Pushback from Within: Tradition vs. Expression

Modern players are increasingly vocal about the limitations imposed by the code. Andre Agassi famously boycotted Wimbledon from 1988 to 1990, citing the dress code as outdated. He returned only after Wimbledon allowed some flexibility. Billie Jean King has been outspoken in calling the rule a “total mistake” that hampers player expression and merchandising opportunities, a perspective shared across generations. The impact of underwear and garment scrutiny on female athletes sparked discussions about mental and physical well-being—Wimbledon eventually allowed dark undershorts in 2023, a nod to evolving understanding of inclusivity.
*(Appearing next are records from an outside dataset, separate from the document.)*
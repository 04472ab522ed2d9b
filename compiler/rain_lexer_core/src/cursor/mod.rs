//! Cursor over a sentinel-terminated buffer.
//!
//! The cursor walks the buffer byte by byte. End of input is the sentinel
//! (`0x00`) at or past the source length; an interior null byte has the same
//! value, so [`Cursor::is_eof`] compares positions as well.

use crate::CursorError;

/// Copyable scan position over a [`SourceBuffer`](crate::SourceBuffer).
///
/// Being [`Copy`] makes snapshots for backtracking free.
#[derive(Clone, Copy, Debug)]
pub struct Cursor<'a> {
    /// Source + sentinel + padding.
    buf: &'a [u8],
    pos: u32,
    source_len: u32,
}

const _: () = assert!(std::mem::size_of::<Cursor<'static>>() <= 24);

impl<'a> Cursor<'a> {
    /// `buf[source_len]` must be the `0x00` sentinel.
    pub(crate) fn new(buf: &'a [u8], source_len: u32) -> Self {
        debug_assert!(
            (source_len as usize) < buf.len(),
            "sentinel must be within buffer bounds"
        );
        Cursor {
            buf,
            pos: 0,
            source_len,
        }
    }

    /// Byte at the current position; `0x00` at end of input.
    #[inline]
    pub fn current(&self) -> u8 {
        self.peek(0)
    }

    /// Byte `offset` positions ahead, or the `0x00` sentinel past the end.
    ///
    /// Callers treat the sentinel as "no match", never as a literal byte.
    #[inline]
    pub fn peek(&self, offset: u32) -> u8 {
        let at = self.pos as usize + offset as usize;
        if at >= self.source_len as usize {
            return 0;
        }
        self.buf[at]
    }

    /// Move forward `n` bytes, stopping at the end of the source.
    #[inline]
    pub fn advance(&mut self, n: u32) {
        self.pos = self.pos.saturating_add(n).min(self.source_len);
    }

    /// Move forward by one byte.
    #[inline]
    pub fn bump(&mut self) {
        self.advance(1);
    }

    /// Move back `by` bytes. Fails (cursor unchanged) before offset 0.
    pub fn rewind(&mut self, by: u32) -> Result<(), CursorError> {
        match self.pos.checked_sub(by) {
            Some(pos) => {
                self.pos = pos;
                Ok(())
            }
            None => Err(CursorError::RewindBeforeStart { pos: self.pos, by }),
        }
    }

    #[inline]
    pub fn is_eof(&self) -> bool {
        self.pos >= self.source_len
    }

    /// Current byte offset in the source.
    #[inline]
    pub fn pos(&self) -> u32 {
        self.pos
    }

    #[inline]
    pub fn source_len(&self) -> u32 {
        self.source_len
    }

    /// Source text between two offsets.
    pub fn slice(&self, start: u32, end: u32) -> Result<&'a str, CursorError> {
        if end < start {
            return Err(CursorError::SliceOutOfOrder { start, end });
        }
        if end > self.source_len {
            return Err(CursorError::SliceOutOfBounds {
                end,
                len: self.source_len,
            });
        }
        std::str::from_utf8(&self.buf[start as usize..end as usize])
            .map_err(|_| CursorError::NotCharBoundary { start, end })
    }

    /// Source text from `start` to the current position.
    pub fn slice_from(&self, start: u32) -> Result<&'a str, CursorError> {
        self.slice(start, self.pos)
    }

    /// Raw bytes between `start` and the current position, clamped to the source.
    pub fn bytes_from(&self, start: u32) -> &'a [u8] {
        let start = start.min(self.pos) as usize;
        &self.buf[start..self.pos as usize]
    }

    /// Advance while `pred` holds for the current byte.
    ///
    /// Stops at end of input regardless of `pred(0)`.
    #[inline]
    pub fn eat_while(&mut self, pred: impl Fn(u8) -> bool) {
        while !self.is_eof() && pred(self.current()) {
            self.pos += 1;
        }
    }

    /// Number of bytes in the UTF-8 character starting with `byte`.
    #[inline]
    pub fn utf8_char_width(byte: u8) -> u32 {
        match byte {
            0xC0..=0xDF => 2,
            0xE0..=0xEF => 3,
            0xF0..=0xF7 => 4,
            _ => 1,
        }
    }

    /// Advance past one full UTF-8 character (at least one byte).
    #[inline]
    pub fn advance_char(&mut self) {
        let width = Self::utf8_char_width(self.current());
        self.advance(width);
    }

    /// Advance to the next `\n` (not consumed) or end of input.
    #[allow(
        clippy::cast_possible_truncation,
        reason = "offsets are bounded by source_len which fits in u32"
    )]
    pub fn eat_until_newline_or_eof(&mut self) {
        let remaining = &self.buf[self.pos as usize..self.source_len as usize];
        match memchr::memchr(b'\n', remaining) {
            Some(offset) => self.pos += offset as u32,
            None => self.pos = self.source_len,
        }
    }

    /// Advance past the next `*/`. Returns `false` (cursor at end of input)
    /// when there is none.
    #[allow(
        clippy::cast_possible_truncation,
        reason = "offsets are bounded by source_len which fits in u32"
    )]
    pub fn eat_past_block_comment_end(&mut self) -> bool {
        let remaining = &self.buf[self.pos as usize..self.source_len as usize];
        match memchr::memmem::find(remaining, b"*/") {
            Some(offset) => {
                self.pos += offset as u32 + 2;
                true
            }
            None => {
                self.pos = self.source_len;
                false
            }
        }
    }
}
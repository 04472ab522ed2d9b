//! Diagnostic system for the Rain front end.
//!
//! Every stage reports problems as [`Diagnostic`] values:
//! - Error codes for searchability (`E0xxx` lexer, `E1xxx` parser)
//! - A message saying what went wrong
//! - The [`Position`](rain_ir::Position) and byte span where it went wrong
//! - Optional notes
//!
//! Diagnostics are collected in a [`DiagnosticQueue`] and rendered by an
//! emitter.

mod diagnostic;
pub mod emitter;
mod error_code;
pub mod queue;

pub use diagnostic::Diagnostic;
pub use error_code::ErrorCode;
pub use queue::{DiagnosticConfig, DiagnosticQueue};
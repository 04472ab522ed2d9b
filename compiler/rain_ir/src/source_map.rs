//! Source identity.
//!
//! Positions carry a 4-byte [`SourceId`] instead of the file path itself;
//! the [`SourceMap`] resolves ids back to the names the file loader supplied.

use rustc_hash::FxHashMap;

/// Compact identifier of one source buffer.
#[derive(Copy, Clone, Eq, PartialEq, Hash, Debug, Default, PartialOrd, Ord)]
#[repr(transparent)]
pub struct SourceId(u32);

impl SourceId {
    /// Id used for buffers that were never registered (tests, REPL input).
    pub const ANONYMOUS: SourceId = SourceId(0);

    #[inline]
    pub const fn from_raw(raw: u32) -> Self {
        SourceId(raw)
    }

    #[inline]
    pub const fn raw(self) -> u32 {
        self.0
    }
}

/// Registry of source names, indexed by [`SourceId`].
///
/// Id 0 is pre-registered as `<anonymous>`. Registering the same name twice
/// returns the same id.
#[derive(Clone, Debug)]
pub struct SourceMap {
    names: Vec<String>,
    by_name: FxHashMap<String, SourceId>,
}

impl SourceMap {
    /// Name reported for [`SourceId::ANONYMOUS`].
    pub const ANONYMOUS_NAME: &'static str = "<anonymous>";

    pub fn new() -> Self {
        let mut by_name = FxHashMap::default();
        by_name.insert(Self::ANONYMOUS_NAME.to_owned(), SourceId::ANONYMOUS);
        SourceMap {
            names: vec![Self::ANONYMOUS_NAME.to_owned()],
            by_name,
        }
    }

    /// Register a source name and return its id.
    ///
    /// Saturates at `u32::MAX` sources; ids past that collide with the last.
    pub fn add(&mut self, name: impl Into<String>) -> SourceId {
        let name = name.into();
        if let Some(&id) = self.by_name.get(&name) {
            return id;
        }
        let id = SourceId(u32::try_from(self.names.len()).unwrap_or(u32::MAX));
        self.names.push(name.clone());
        self.by_name.insert(name, id);
        id
    }

    /// Resolve an id to its registered name.
    pub fn name(&self, id: SourceId) -> Option<&str> {
        self.names.get(id.0 as usize).map(String::as_str)
    }

    /// Number of registered sources, including the anonymous one.
    pub fn len(&self) -> usize {
        self.names.len()
    }

    pub fn is_empty(&self) -> bool {
        self.names.is_empty()
    }
}

impl Default for SourceMap {
    fn default() -> Self {
        Self::new()
    }
}

#[cfg(test)]
mod tests {
    use super::*;

    #[test]
    fn anonymous_is_preregistered() {
        let map = SourceMap::new();
        assert_eq!(map.name(SourceId::ANONYMOUS), Some("<anonymous>"));
        assert_eq!(map.len(), 1);
    }

    #[test]
    fn add_is_idempotent_per_name() {
        let mut map = SourceMap::new();
        let a = map.add("main.rn");
        let b = map.add("lib.rn");
        assert_ne!(a, b);
        assert_eq!(map.add("main.rn"), a);
        assert_eq!(map.name(b), Some("lib.rn"));
    }

    #[test]
    fn unknown_id_has_no_name() {
        let map = SourceMap::new();
        assert_eq!(map.name(SourceId::from_raw(42)), None);
    }
}
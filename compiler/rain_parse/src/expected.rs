//! Sets of token kinds a failed rule would have accepted.

use std::fmt;

use rain_ir::TokenKind;
use smallvec::SmallVec;

/// Token kinds that would have let a rule continue, in first-seen order.
///
/// Most failures expect one to four kinds, so the set lives inline.
#[derive(Clone, Default, PartialEq, Eq, Hash)]
pub struct ExpectedKinds {
    kinds: SmallVec<[TokenKind; 4]>,
}

impl ExpectedKinds {
    pub fn new() -> Self {
        Self::default()
    }

    pub fn single(kind: TokenKind) -> Self {
        let mut set = Self::new();
        set.insert(kind);
        set
    }

    pub fn insert(&mut self, kind: TokenKind) {
        if !self.kinds.contains(&kind) {
            self.kinds.push(kind);
        }
    }

    pub fn merge(&mut self, other: &ExpectedKinds) {
        for &kind in &other.kinds {
            self.insert(kind);
        }
    }

    pub fn contains(&self, kind: TokenKind) -> bool {
        self.kinds.contains(&kind)
    }

    pub fn is_empty(&self) -> bool {
        self.kinds.is_empty()
    }

    pub fn len(&self) -> usize {
        self.kinds.len()
    }

    pub fn iter(&self) -> impl Iterator<Item = TokenKind> + '_ {
        self.kinds.iter().copied()
    }
}

impl fmt::Debug for ExpectedKinds {
    fn fmt(&self, f: &mut fmt::Formatter<'_>) -> fmt::Result {
        f.debug_set().entries(self.kinds.iter()).finish()
    }
}

/// `A`, `A or B`, `A, B or C`.
impl fmt::Display for ExpectedKinds {
    fn fmt(&self, f: &mut fmt::Formatter<'_>) -> fmt::Result {
        let n = self.kinds.len();
        if n == 0 {
            return f.write_str("nothing");
        }
        for (i, kind) in self.kinds.iter().enumerate() {
            if i > 0 {
                f.write_str(if i + 1 == n { " or " } else { ", " })?;
            }
            write!(f, "{kind}")?;
        }
        Ok(())
    }
}

impl FromIterator<TokenKind> for ExpectedKinds {
    fn from_iter<I: IntoIterator<Item = TokenKind>>(iter: I) -> Self {
        let mut set = Self::new();
        for kind in iter {
            set.insert(kind);
        }
        set
    }
}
Last year, Heather Watson said last year that she was delighted that Wimbledon have relaxed its strict dress code to ease the stress of women’s periods. "When Wimbledon announced that about the under-shorts I was so happy because it makes such a big difference," Watson said. "I speak openly about my period and being on my period. I don't think it's a taboo subject. I would love for people to talk about it more, especially women in sport."
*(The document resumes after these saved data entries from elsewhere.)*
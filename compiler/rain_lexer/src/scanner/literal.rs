//! String and char literals.
//!
//! A literal runs to its closing quote. A raw newline or the end of input
//! first ends it as unterminated, leaving the newline for the trivia
//! scanner. Fixed-width escapes always advance their full width, but never
//! across a newline or the end of input.

use rain_ir::TokenKind;

use super::Scanner;
use crate::LexErrorKind;

impl Scanner<'_> {
    pub(super) fn string(&mut self) -> TokenKind {
        self.quoted(b'"', LexErrorKind::UnterminatedString);
        TokenKind::LITERAL_STRING
    }

    pub(super) fn char_literal(&mut self) -> TokenKind {
        if let Some(units) = self.quoted(b'\'', LexErrorKind::UnterminatedChar) {
            match units {
                0 => self.error_lexeme(LexErrorKind::EmptyChar),
                1 => {}
                _ => self.error_lexeme(LexErrorKind::MultiCharLiteral),
            }
        }
        TokenKind::LITERAL_CHAR
    }

    /// Consume a quoted literal. Returns the number of characters between
    /// the quotes (an escape counts once), or `None` if unterminated.
    fn quoted(&mut self, quote: u8, unterminated: LexErrorKind) -> Option<usize> {
        self.cursor.bump(); // opening quote
        let mut units = 0;
        loop {
            if self.cursor.is_eof() || self.cursor.current() == b'\n' {
                self.error_here(unterminated);
                return None;
            }
            match self.cursor.current() {
                b if b == quote => {
                    self.cursor.bump();
                    return Some(units);
                }
                b'\\' => self.escape(),
                _ => self.cursor.advance_char(),
            }
            units += 1;
        }
    }

    /// Cursor on the backslash.
    fn escape(&mut self) {
        self.cursor.bump();
        if self.cursor.is_eof() || self.cursor.current() == b'\n' {
            // Reported as an unterminated literal by the caller.
            return;
        }
        match self.cursor.current() {
            b'a' | b'b' | b'f' | b'n' | b'r' | b't' | b'v' | b'?' | b'\\' | b'\'' | b'"' => {
                self.cursor.bump();
            }
            b'x' | b'X' => {
                self.cursor.bump();
                self.fixed_digits(2, 16);
            }
            b'u' => {
                self.cursor.bump();
                self.fixed_digits(4, 16);
            }
            b'U' => {
                self.cursor.bump();
                self.fixed_digits(8, 16);
            }
            b'0'..=b'7' => {
                let lone_zero = self.cursor.current() == b'0' && !is_octal(self.cursor.peek(1));
                self.cursor.bump();
                if !lone_zero {
                    self.fixed_digits(2, 8);
                }
            }
            _ => {
                let found = self.current_char().unwrap_or('\u{FFFD}');
                self.error_here(LexErrorKind::InvalidEscape { found });
                self.cursor.advance_char();
            }
        }
    }

    /// Advance `width` characters, reporting the first that is not a digit
    /// of `radix`.
    ///
    /// Stops early only at a newline or end of input. A short escape such
    /// as `"\x4"` therefore consumes the closing quote as its second digit,
    /// and the literal goes on to report itself unterminated.
    fn fixed_digits(&mut self, width: u32, radix: u8) {
        let mut reported = false;
        for _ in 0..width {
            let at_break = self.cursor.is_eof() || self.cursor.current() == b'\n';
            let ok = !at_break && is_digit_of(self.cursor.current(), radix);
            if !ok && !reported {
                let found = if at_break { None } else { self.current_char() };
                self.error_here(LexErrorKind::InvalidEscapeDigit { radix, found });
                reported = true;
            }
            if at_break {
                return;
            }
            self.cursor.advance_char();
        }
    }
}

#[inline]
fn is_octal(b: u8) -> bool {
    matches!(b, b'0'..=b'7')
}

#[inline]
fn is_digit_of(b: u8, radix: u8) -> bool {
    match radix {
        8 => is_octal(b),
        _ => b.is_ascii_hexdigit(),
    }
}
Coco Gauff at Wimbledon 2025 // AP News

Incremental Progress: Tradition Meets the 21st Century

While Wimbledon remains committed to its heritage, gradual policy shifts hint at change. Starting in 2023, players were allowed dark undershorts and minimal colored armbands or shoe accents to reflect medical and practical needs—demonstrating that flexibility is possible without changing the aesthetic core. Meanwhile, King Charles III’s 2025 decision to make white optional at Buckingham Palace’s court underlines broader shifts away from rigid dress codes in prestigious spaces. In contrast, other Grand Slams openly embrace expressive and branded attire, underscoring Wimbledon's increasingly anomalous rules.
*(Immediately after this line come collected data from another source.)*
//! Core diagnostic types.

use std::fmt;

use rain_ir::{Position, Span};

use crate::ErrorCode;

/// A single reportable problem. Every diagnostic is an error.
#[derive(Clone, Eq, PartialEq, Hash, Debug)]
pub struct Diagnostic {
    pub code: ErrorCode,
    pub message: String,
    /// Line/column of the offending byte.
    pub pos: Position,
    /// Byte range to underline. May be empty (points at `span.start`).
    pub span: Span,
    pub notes: Vec<String>,
}

impl Diagnostic {
    /// Create an error diagnostic.
    pub fn error(code: ErrorCode, message: impl Into<String>, pos: Position, span: Span) -> Self {
        Diagnostic {
            code,
            message: message.into(),
            pos,
            span,
            notes: Vec::new(),
        }
    }

    /// Attach a note.
    #[must_use]
    pub fn with_note(mut self, note: impl Into<String>) -> Self {
        self.notes.push(note.into());
        self
    }
}

impl fmt::Display for Diagnostic {
    fn fmt(&self, f: &mut fmt::Formatter<'_>) -> fmt::Result {
        write!(
            f,
            "error[{}]: {} at {}",
            self.code, self.message, self.pos
        )
    }
}

#[cfg(test)]
mod tests;
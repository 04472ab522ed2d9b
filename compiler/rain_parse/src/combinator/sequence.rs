use rain_lexer::TokenStream;
use tracing::trace;

use super::Rule;
use crate::{ExpectedKinds, ParseOutcome};

/// Where a sequence stopped: which member failed and what it wanted.
#[derive(Debug)]
pub struct MemberFailure {
    pub member: usize,
    pub expected: ExpectedKinds,
    pub position: usize,
}

/// A fixed list of rules parsed one after another.
///
/// Implemented for tuples of one to six rules.
pub trait RuleList: Sized {
    const LEN: usize;

    /// Lookahead of the first member only.
    fn lookahead(stream: &mut TokenStream<'_>) -> bool;

    fn first() -> ExpectedKinds;

    /// Parse every member in order. Stops at the first failure; members
    /// built before it are dropped on the way out.
    fn parse_members(stream: &mut TokenStream<'_>) -> Result<Self, MemberFailure>;
}

#[inline]
fn member<R: Rule>(stream: &mut TokenStream<'_>, member: usize) -> Result<R, MemberFailure> {
    R::parse(stream)
        .into_result()
        .map_err(|(expected, position)| MemberFailure {
            member,
            expected,
            position,
        })
}

macro_rules! rule_list {
    ($len:literal; $head:ident => $head_var:ident $(, $index:literal $ty:ident => $var:ident)*) => {
        impl<$head: Rule $(, $ty: Rule)*> RuleList for ($head, $($ty,)*) {
            const LEN: usize = $len;

            #[inline]
            fn lookahead(stream: &mut TokenStream<'_>) -> bool {
                <$head as Rule>::lookahead(stream)
            }

            fn first() -> ExpectedKinds {
                <$head as Rule>::first()
            }

            fn parse_members(stream: &mut TokenStream<'_>) -> Result<Self, MemberFailure> {
                let $head_var = member::<$head>(stream, 0)?;
                $(let $var = member::<$ty>(stream, $index)?;)*
                Ok(($head_var, $($var,)*))
            }
        }
    };
}

rule_list!(1; A => a);
rule_list!(2; A => a, 1 B => b);
rule_list!(3; A => a, 1 B => b, 2 C => c);
rule_list!(4; A => a, 1 B => b, 2 C => c, 3 D => d);
rule_list!(5; A => a, 1 B => b, 2 C => c, 3 D => d, 4 E => e);
rule_list!(6; A => a, 1 B => b, 2 C => c, 3 D => d, 4 E => e, 5 F => f);

/// Every member of `L`, in order.
///
/// On failure the cursor goes back to where the sequence started and no
/// member node survives.
#[derive(Debug, Clone, PartialEq, Eq)]
pub struct Sequence<L> {
    items: L,
}

impl<L> Sequence<L> {
    #[inline]
    pub fn items(&self) -> &L {
        &self.items
    }

    #[inline]
    pub fn into_items(self) -> L {
        self.items
    }
}

impl<L: RuleList> Rule for Sequence<L> {
    #[inline]
    fn lookahead(stream: &mut TokenStream<'_>) -> bool {
        L::lookahead(stream)
    }

    fn first() -> ExpectedKinds {
        L::first()
    }

    fn parse(stream: &mut TokenStream<'_>) -> ParseOutcome<Self> {
        let mark = stream.mark();
        trace!(start = mark.index(), members = L::LEN, "sequence");
        match L::parse_members(stream) {
            Ok(items) => ParseOutcome::ok(Sequence { items }, stream.position() > mark.index()),
            Err(failure) => {
                stream.restore(mark);
                trace!(
                    start = mark.index(),
                    member = failure.member,
                    stopped_at = failure.position,
                    "sequence rolled back"
                );
                ParseOutcome::empty_err(failure.expected, failure.position)
            }
        }
    }
}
Tradition or Trailblazing? The Case for a Modern Wimbledon

The all-white rule offers clear benefits: it maintains a sense of ceremony, reduces distractions, and upholds a storied brand identity. It also reassures sponsors who favor consistency. However, as the tennis world embraces court-to-street style, athletes seek more creative and personal expression through their apparel. Loosening restrictions could reduce mental strain—particularly for women—and open revenue opportunities through personalized gear and branding. Importantly, this doesn’t need to undermine tradition. Allowing small color trims (up to two centimeters), optional alternate kits during early matches, and player names or numbers would signal modernity while retaining Crown Court elegance.


Wimbledon’s white dress code is a cornerstone of its identity, representing tradition, unity and ceremonial prestige. Yet the world of court fashion has shifted toward individuality, comfort and functional athleisure outfits. As tennis becomes more diverse and expressive, Wimbledon faces a choice: maintain an aesthetic barrier or thoughtfully adapt to balance ceremony with inclusivity. If tradition stands for anything, it stands for evolution, too.

What do you think? Is it time for Wimbledon to take a step forward?